# [What the task asks]
Say how many lines of these entries include the word "along", and answer with the number alone.

(Dataset entries)
Segment Open

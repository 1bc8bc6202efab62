//! 1-D vectors along one dimension, and folds over them.
//!
//! Fixing every dimension except `dim` picks out one vector. The vectors are
//! numbered by the coordinates of the remaining dimensions in row-major
//! order, so for a `[2, 3, 4]` array the vectors along `dim = 1` are
//!
//! ```text
//! i = 0 → (0, :, 0)   i = 1 → (0, :, 1)   ...   i = 4 → (1, :, 0)   ...
//! ```
//!
//! Together they cover every element exactly once.

use crate::dtype::Element;
use crate::error::{CoreError, Result};
use crate::layout::{unravel_row_major, Layout};

use super::NdArray;

impl<T: Element> NdArray<T> {
    /// Number of vectors along `dim`: the product of every other extent.
    pub fn vectors(&self, dim: usize) -> Result<usize> {
        self.check_dim(dim)?;
        Ok(self
            .shape()
            .iter()
            .enumerate()
            .filter(|&(d, _)| d != dim)
            .map(|(_, &n)| n)
            .product())
    }

    /// The `i`-th vector along `dim`, as a view.
    ///
    /// ```
    /// # use tessera_core::array::NdArray;
    /// let a = NdArray::from_vec((0..6).collect::<Vec<i32>>(), vec![2, 3]).unwrap();
    /// assert_eq!(a.get_vector(0, 2).unwrap().to_vec(), vec![2, 5]);
    /// assert_eq!(a.get_vector(1, 1).unwrap().to_vec(), vec![3, 4, 5]);
    /// ```
    pub fn get_vector(&self, dim: usize, i: usize) -> Result<Self> {
        let count = self.vectors(dim)?;
        if i >= count {
            return Err(CoreError::IndexOutOfBounds {
                index: vec![i],
                shape: vec![count],
            });
        }
        let (rest_shape, rest_stride): (Vec<usize>, Vec<usize>) = self
            .shape()
            .iter()
            .zip(self.stride())
            .enumerate()
            .filter(|&(d, _)| d != dim)
            .map(|(_, (&n, &s))| (n, s))
            .unzip();
        let coords = unravel_row_major(i, &rest_shape);
        let offset = self.offset()
            + coords
                .iter()
                .zip(&rest_stride)
                .map(|(&c, &s)| c * s)
                .sum::<usize>();
        let layout = Layout::new(offset, vec![self.shape()[dim]], vec![self.stride()[dim]])?;
        Ok(self.view_unchecked(layout))
    }

    /// Iterate over every vector along `dim`.
    ///
    /// The iterator is cheap to clone and can be recreated at any time, so a
    /// fold over it can be evaluated more than once.
    pub fn vector_iter(&self, dim: usize) -> Result<Vectors<'_, T>> {
        let count = self.vectors(dim)?;
        Ok(Vectors {
            array: self,
            dim,
            next: 0,
            count,
        })
    }

    /// Fold each vector along `dim` into one value.
    ///
    /// The result drops `dim` from the shape; its element `i` (row-major) is
    /// `f(get_vector(dim, i))`.
    ///
    /// ```
    /// # use tessera_core::array::NdArray;
    /// let a = NdArray::from_vec(vec![1, 2, 3, 4, 5, 6], vec![2, 3]).unwrap();
    /// let sums = a.reduce_vectors(1, |v| v.iter().sum::<i32>()).unwrap();
    /// assert_eq!(sums.to_vec(), vec![6, 15]);
    /// ```
    pub fn reduce_vectors<U, F>(&self, dim: usize, mut f: F) -> Result<NdArray<U>>
    where
        U: Element,
        F: FnMut(&NdArray<T>) -> U,
    {
        let values: Vec<U> = self.vector_iter(dim)?.map(|v| f(&v)).collect();
        let mut shape = self.shape().to_vec();
        shape.remove(dim);
        NdArray::from_vec(values, shape)
    }

    /// Fold the elements of each vector along `dim`, starting from `init`.
    ///
    /// ```
    /// # use tessera_core::array::NdArray;
    /// let a = NdArray::from_vec(vec![1, 2, 3, 4, 5, 6], vec![2, 3]).unwrap();
    /// let sums = a.fold_vectors(0, 0, |acc, x| acc + x).unwrap();
    /// assert_eq!(sums.to_vec(), vec![5, 7, 9]);
    /// ```
    pub fn fold_vectors<U, F>(&self, dim: usize, init: U, mut f: F) -> Result<NdArray<U>>
    where
        U: Element,
        F: FnMut(U, T) -> U,
    {
        self.reduce_vectors(dim, |v| v.iter().fold(init.clone(), &mut f))
    }

    fn check_dim(&self, dim: usize) -> Result<()> {
        if dim >= self.ndim() {
            return Err(CoreError::AxisOutOfBounds {
                axis: dim,
                ndim: self.ndim(),
            });
        }
        Ok(())
    }
}

/// Iterator over the vectors of an array along one dimension.
#[derive(Debug, Clone)]
pub struct Vectors<'a, T: Element> {
    array: &'a NdArray<T>,
    dim: usize,
    next: usize,
    count: usize,
}

impl<T: Element> Iterator for Vectors<'_, T> {
    type Item = NdArray<T>;

    fn next(&mut self) -> Option<NdArray<T>> {
        if self.next >= self.count {
            return None;
        }
        let v = self.array.get_vector(self.dim, self.next).ok()?;
        self.next += 1;
        Some(v)
    }

    fn size_hint(&self) -> (usize, Option<usize>) {
        let left = self.count - self.next;
        (left, Some(left))
    }
}

impl<T: Element> ExactSizeIterator for Vectors<'_, T> {}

Segment Closed

# [Task response]
8